# What you’d expect



## jiggerjarvi (Jan 17, 2010)

So I have a question to those who are in the art of taxidermy, and those who have taken their game in. 

If I was to bring a coyote taken in cold weather, whole, not frozen, to a taxidermist to have it tanned, what would/should the results be?


----------



## Huntahalic (Feb 9, 2010)

That's simple..... a tanned coyote.


----------



## jiggerjarvi (Jan 17, 2010)

Huntahalic said:


> That's simple..... a tanned coyote.


Please elaborate, sorry Hunt, I’m not pleased with my results, looking for what it should be, ie: soft, stiff, etc. 
thx


----------



## MSUFW07 (Jan 22, 2009)

I took a coyote in that I shot about this time 4 or 5 years ago. I shot it and it was bagged and in the back of the truck within an hour and at the taxidermist that evening, still whole, guts and all. I asked for a pelt, soft skin, hair on, like you would see hanging on a wall in a man cave and that's what I got back. 

What did you ask for, what did you get back? Is this a taxi you have taken things to before?


----------



## sureshot006 (Sep 8, 2010)

Should be soft. Shouldn't matter at all if it was frozen or not when you turned it in.

The taxi could have skinned it right then or put it in the freezer right away if he didn't have time, and let it thaw a couple hours before skinning.

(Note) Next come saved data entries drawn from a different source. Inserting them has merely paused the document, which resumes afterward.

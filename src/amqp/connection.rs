//! amqprs-backed implementation of the broker transport

use crate::amqp::transport::{
    BrokerChannel, BrokerConnection, Connector, SharedChannel, SharedConnection,
};
use crate::config::BrokerSettings;
use crate::error::DispatchError;
use crate::types::QueueOptions;
use amqprs::{
    callbacks::{DefaultChannelCallback, DefaultConnectionCallback},
    channel::{BasicPublishArguments, Channel, QueueDeclareArguments},
    connection::{Connection, OpenConnectionArguments},
    BasicProperties,
};
use async_trait::async_trait;
use std::sync::Arc;
use tracing::{debug, info};

/// Opens connections to the configured broker, one attempt per call.
///
/// Retrying is left to the connection manager, which re-attempts on the next
/// demand rather than looping here.
#[derive(Debug, Clone)]
pub struct AmqpConnector {
    settings: BrokerSettings,
}

impl AmqpConnector {
    pub fn new(settings: BrokerSettings) -> Self {
        Self { settings }
    }

    fn open_arguments(&self) -> OpenConnectionArguments {
        let mut args = OpenConnectionArguments::new(
            &self.settings.host,
            self.settings.port,
            &self.settings.username,
            &self.settings.password,
        );
        args.virtual_host(&self.settings.vhost);
        args
    }
}

#[async_trait]
impl Connector for AmqpConnector {
    async fn connect(&self) -> Result<SharedConnection, DispatchError> {
        let connection = Connection::open(&self.open_arguments())
            .await
            .map_err(|e| DispatchError::Connection {
                message: e.to_string(),
            })?;

        connection
            .register_callback(DefaultConnectionCallback)
            .await
            .map_err(|e| DispatchError::Connection {
                message: format!("failed to register connection callback: {}", e),
            })?;

        info!(endpoint = %self.endpoint(), "AMQP connection opened");
        Ok(Arc::new(AmqpConnection { connection }))
    }

    fn endpoint(&self) -> String {
        format!(
            "amqp://{}:{}{}",
            self.settings.host, self.settings.port, self.settings.vhost
        )
    }
}

/// Wrapper around an amqprs connection
pub struct AmqpConnection {
    connection: Connection,
}

#[async_trait]
impl BrokerConnection for AmqpConnection {
    fn is_open(&self) -> bool {
        self.connection.is_open()
    }

    async fn open_channel(&self) -> Result<SharedChannel, DispatchError> {
        let channel =
            self.connection
                .open_channel(None)
                .await
                .map_err(|e| DispatchError::Channel {
                    message: e.to_string(),
                })?;

        channel
            .register_callback(DefaultChannelCallback)
            .await
            .map_err(|e| DispatchError::Channel {
                message: format!("failed to register channel callback: {}", e),
            })?;

        debug!(channel_id = channel.channel_id(), "AMQP channel opened");
        Ok(Arc::new(AmqpChannel { channel }))
    }

    async fn close(&self) -> Result<(), DispatchError> {
        if !self.connection.is_open() {
            return Ok(());
        }
        self.connection
            .clone()
            .close()
            .await
            .map_err(|e| DispatchError::Connection {
                message: format!("failed to close connection: {}", e),
            })
    }
}

/// Wrapper around an amqprs channel
pub struct AmqpChannel {
    channel: Channel,
}

#[async_trait]
impl BrokerChannel for AmqpChannel {
    fn is_open(&self) -> bool {
        self.channel.is_open()
    }

    async fn declare_queue(
        &self,
        queue: &str,
        options: QueueOptions,
    ) -> Result<(), DispatchError> {
        let args = QueueDeclareArguments::new(queue)
            .durable(options.durable)
            .auto_delete(false)
            .finish();

        self.channel
            .queue_declare(args)
            .await
            .map(|_| ())
            .map_err(|e| DispatchError::QueueDeclare {
                queue: queue.to_string(),
                message: e.to_string(),
            })
    }

    async fn publish(&self, queue: &str, body: Vec<u8>) -> Result<(), DispatchError> {
        // Default exchange routes by queue name.
        let args = BasicPublishArguments::new("", queue);
        let mut properties = BasicProperties::default();
        properties
            .with_content_type("application/json")
            .with_message_id(&uuid::Uuid::new_v4().to_string())
            .with_timestamp(chrono::Utc::now().timestamp() as u64);

        self.channel
            .basic_publish(properties, body, args)
            .await
            .map_err(|e| DispatchError::Publish {
                queue: queue.to_string(),
                message: e.to_string(),
            })
    }
}
//! Test fixtures for dispatch integration tests

#![allow(dead_code)]

use roster_dispatch::amqp::{ConnectionManager, InMemoryBroker};
use roster_dispatch::dispatch::Dispatcher;
use roster_dispatch::metrics::DispatchMetrics;
use std::sync::Arc;
use std::time::Duration;

/// Connect timeout used by every fixture
pub const CONNECT_TIMEOUT: Duration = Duration::from_millis(500);

/// Send timeout matching the service default
pub const SEND_TIMEOUT: Duration = Duration::from_secs(2);

/// A dispatcher wired to a fresh in-memory broker
pub struct TestSystem {
    pub broker: InMemoryBroker,
    pub dispatcher: Dispatcher,
}

impl TestSystem {
    pub fn new() -> Self {
        Self::with_timeouts(CONNECT_TIMEOUT, SEND_TIMEOUT)
    }

    pub fn with_timeouts(connect_timeout: Duration, send_timeout: Duration) -> Self {
        let broker = InMemoryBroker::new();
        let metrics = DispatchMetrics::new().expect("metrics registry");
        let manager = ConnectionManager::new(Arc::new(broker.clone()), connect_timeout)
            .with_metrics(metrics.clone());
        let dispatcher = Dispatcher::new(Arc::new(manager), send_timeout, metrics);

        Self { broker, dispatcher }
    }

    /// Broker that refuses connections until told otherwise
    pub fn unreachable() -> Self {
        let system = Self::new();
        system.broker.set_reachable(false);
        system
    }

    /// Broker whose handshake takes `delay`
    pub fn slow(delay: Duration) -> Self {
        let system = Self::new();
        system.broker.set_connect_delay(delay);
        system
    }
}
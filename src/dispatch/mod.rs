//! Producer-facing dispatch API
//!
//! `Dispatcher` turns (queue, payload) into a best-effort enqueue, and the
//! hook module wires it behind axum routes so work is queued only after a
//! successful response.

pub mod dispatcher;
pub mod hook;

pub use dispatcher::{Dispatcher, TaskDispatcher};
pub use hook::{dispatch_on_success, path_id, DispatchHook, PayloadExtractor};
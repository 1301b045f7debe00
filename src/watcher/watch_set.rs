use std::path::{Path, PathBuf};

use notify::event::{ModifyKind, RenameMode};
use notify::{EventKind, RecommendedWatcher, RecursiveMode};
use tracing::debug;

use crate::error::WatchError;

/// The subset of filesystem operations the branch watcher cares about.
#[derive(Debug, Clone, Copy, PartialEq, Eq)]
pub enum FsOp {
    Write,
    Create,
    Other,
}

impl From<&EventKind> for FsOp {
    fn from(kind: &EventKind) -> Self {
        match kind {
            EventKind::Create(_) => FsOp::Create,
            // Git replaces HEAD and loose refs by renaming a `.lock` file over them.
            EventKind::Modify(ModifyKind::Name(
                RenameMode::To | RenameMode::Both | RenameMode::Any,
            )) => FsOp::Create,
            EventKind::Modify(ModifyKind::Data(_)) | EventKind::Modify(ModifyKind::Any) => {
                FsOp::Write
            }
            _ => FsOp::Other,
        }
    }
}

/// A single-path change notification.
#[derive(Debug, Clone, PartialEq, Eq)]
pub struct FsEvent {
    pub path: PathBuf,
    pub op: FsOp,
}

impl FsEvent {
    pub fn new(path: impl Into<PathBuf>, op: FsOp) -> Self {
        Self {
            path: path.into(),
            op,
        }
    }

    /// Split a `notify` event into one event per affected path.
    pub fn from_notify(event: notify::Event) -> Vec<FsEvent> {
        let op = FsOp::from(&event.kind);
        event
            .paths
            .into_iter()
            .map(|path| FsEvent { path, op })
            .collect()
    }
}

/// Subscribe/unsubscribe seam over the filesystem notification service.
/// Production uses `notify`'s recommended watcher; tests use a recorder.
pub trait WatchBackend: Send + 'static {
    fn watch(&mut self, path: &Path) -> Result<(), WatchError>;
    fn unwatch(&mut self, path: &Path) -> Result<(), WatchError>;
}

impl WatchBackend for RecommendedWatcher {
    fn watch(&mut self, path: &Path) -> Result<(), WatchError> {
        notify::Watcher::watch(self, path, RecursiveMode::NonRecursive)?;
        Ok(())
    }

    fn unwatch(&mut self, path: &Path) -> Result<(), WatchError> {
        notify::Watcher::unwatch(self, path)?;
        Ok(())
    }
}

/// Owned set of active subscriptions, keyed by path. The branch watcher
/// subscribes to directories and filters their events down to the files
/// it tracks.
pub struct WatchSet<B: WatchBackend> {
    backend: B,
    paths: Vec<PathBuf>,
}

impl<B: WatchBackend> WatchSet<B> {
    pub fn new(backend: B) -> Self {
        Self {
            backend,
            paths: Vec::new(),
        }
    }

    /// Subscribe to `path`. Returns `Ok(false)` if it was already watched.
    pub fn add(&mut self, path: &Path) -> Result<bool, WatchError> {
        if self.contains(path) {
            return Ok(false);
        }
        self.backend.watch(path)?;
        self.paths.push(path.to_path_buf());
        Ok(true)
    }

    pub fn contains(&self, path: &Path) -> bool {
        self.paths.iter().any(|p| p == path)
    }

    pub fn paths(&self) -> &[PathBuf] {
        &self.paths
    }

    /// Drop every subscription and the backend itself.
    pub fn release(mut self) {
        for path in std::mem::take(&mut self.paths) {
            if let Err(e) = self.backend.unwatch(&path) {
                debug!("unwatch {} failed: {e}", path.display());
            }
        }
    }
}
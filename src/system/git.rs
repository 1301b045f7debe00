use std::io::BufRead;
use std::path::Path;
use std::time::Duration;

use anyhow::Result;
use tokio::process::Command;

use crate::models::DiffStatsResult;
use crate::system::process::{run_cmd_stdout, run_cmd_timeout};

/// How long any single git invocation may take before we give up.
pub const GIT_TIMEOUT: Duration = Duration::from_secs(3);

/// Hash of git's empty tree, used as the diff base in repos with no commits.
const EMPTY_TREE: &str = "4b825dc642cb6eb9a060e54bf8d69288fbee4904";

/// Parse unified diff text into per-file line counts.
///
/// `---` and `@@` lines are skipped, `+++ b/<path>` selects the file that
/// following `+`/`-` lines are charged to. Lines seen before any `+++` marker
/// belong to no file.
pub fn parse_diff_stats(diff: &str) -> DiffStatsResult {
    let mut parser = DiffStatsParser::default();
    for line in diff.lines() {
        parser.feed(line);
    }
    parser.finish()
}

/// Streaming variant of [`parse_diff_stats`]. Fails only if the reader
/// cannot be read to the end (I/O error or invalid UTF-8).
pub fn parse_diff_stats_reader<R: BufRead>(reader: R) -> std::io::Result<DiffStatsResult> {
    let mut parser = DiffStatsParser::default();
    for line in reader.lines() {
        parser.feed(&line?);
    }
    Ok(parser.finish())
}

#[derive(Default)]
struct DiffStatsParser {
    current: Option<String>,
    stats: DiffStatsResult,
}

impl DiffStatsParser {
    fn feed(&mut self, line: &str) {
        if line.starts_with("---") || line.starts_with("@@") {
            return;
        }

        if line.starts_with("+++") {
            // A bare `+++` (or `+++ ` with nothing after) keeps the cursor.
            if let Some((_, path)) = line.split_once(' ') {
                let path = path.strip_prefix("b/").unwrap_or(path);
                if !path.is_empty() {
                    self.current = Some(path.to_string());
                }
            }
            return;
        }

        let Some(current) = self.current.as_deref() else {
            return;
        };
        // Context lines never create an entry on their own.
        let (added, removed) = match line.as_bytes().first() {
            Some(b'+') => (1, 0),
            Some(b'-') => (0, 1),
            _ => return,
        };
        let entry = self.stats.entry(current.to_string()).or_default();
        entry.added += added;
        entry.removed += removed;
    }

    fn finish(mut self) -> DiffStatsResult {
        for stats in self.stats.values_mut() {
            stats.modified = stats.added + stats.removed;
        }
        self.stats
    }
}

/// Best-effort current branch name for `cwd`.
/// Returns an empty string when not in a repo, git is missing, or HEAD is detached.
pub async fn current_branch(cwd: &Path) -> String {
    run_cmd_stdout(
        Command::new("git")
            .args(["branch", "--show-current"])
            .current_dir(cwd),
        GIT_TIMEOUT,
    )
    .await
    .unwrap_or_default()
}

/// Unified diff of the working tree against HEAD (or the empty tree when the
/// repository has no commits yet).
pub async fn working_tree_diff(cwd: &Path) -> Result<String> {
    let target = match run_cmd_timeout(
        Command::new("git")
            .args(["rev-parse", "--verify", "HEAD"])
            .current_dir(cwd),
        GIT_TIMEOUT,
    )
    .await
    {
        Ok(o) if o.status.success() => "HEAD",
        _ => EMPTY_TREE,
    };

    let output = run_cmd_timeout(
        Command::new("git")
            .args(["diff", "--no-color", "--no-ext-diff", target])
            .current_dir(cwd),
        GIT_TIMEOUT,
    )
    .await?;
    if !output.status.success() {
        anyhow::bail!(
            "git diff failed: {}",
            String::from_utf8_lossy(&output.stderr).trim()
        );
    }
    Ok(String::from_utf8_lossy(&output.stdout).into_owned())
}

/// Run `git diff` in `cwd` and reduce it to per-file stats.
pub async fn working_tree_diff_stats(cwd: &Path) -> Result<DiffStatsResult> {
    let diff = working_tree_diff(cwd).await?;
    Ok(parse_diff_stats(&diff))
}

I harvested a bobcat a few years back and let it freeze solid outside. When I got home a few days later, I thawed it for a few hours, then skinned and took for sealing. The taxi said it was in great shape and the full mount turned out nice too.


----------



## FREEPOP (Apr 11, 2002)

Never bag a coyote when warm. You want to cool it ASAP. Hang by one or two rear feet 

I don't know what the OP ended up with so I can't comment on it.
What did you ask for?


----------



## jiggerjarvi (Jan 17, 2010)

I asked for it to be tanned, entire pelt so I could do whatever I wanted with it at a later date. 
It’s horrible IMO, stinks, not soft at all, holes in snout, holes in main body of hide. 
I’ll post a video soon, it’s the blonde I shot St. Patrick’s day in 2016!

Yup, it took that long to get back.


----------



## FREEPOP (Apr 11, 2002)

Taxidermy tan is different than garment.
Garment is a soft plyable tan.
Taxidermy is probably what you got or a home tan like Rittles or a brain tan.


----------



## sureshot006 (Sep 8, 2010)

You can still get them relatively soft with Rittel's. Just more work. Not gonna be garmint soft but good enough.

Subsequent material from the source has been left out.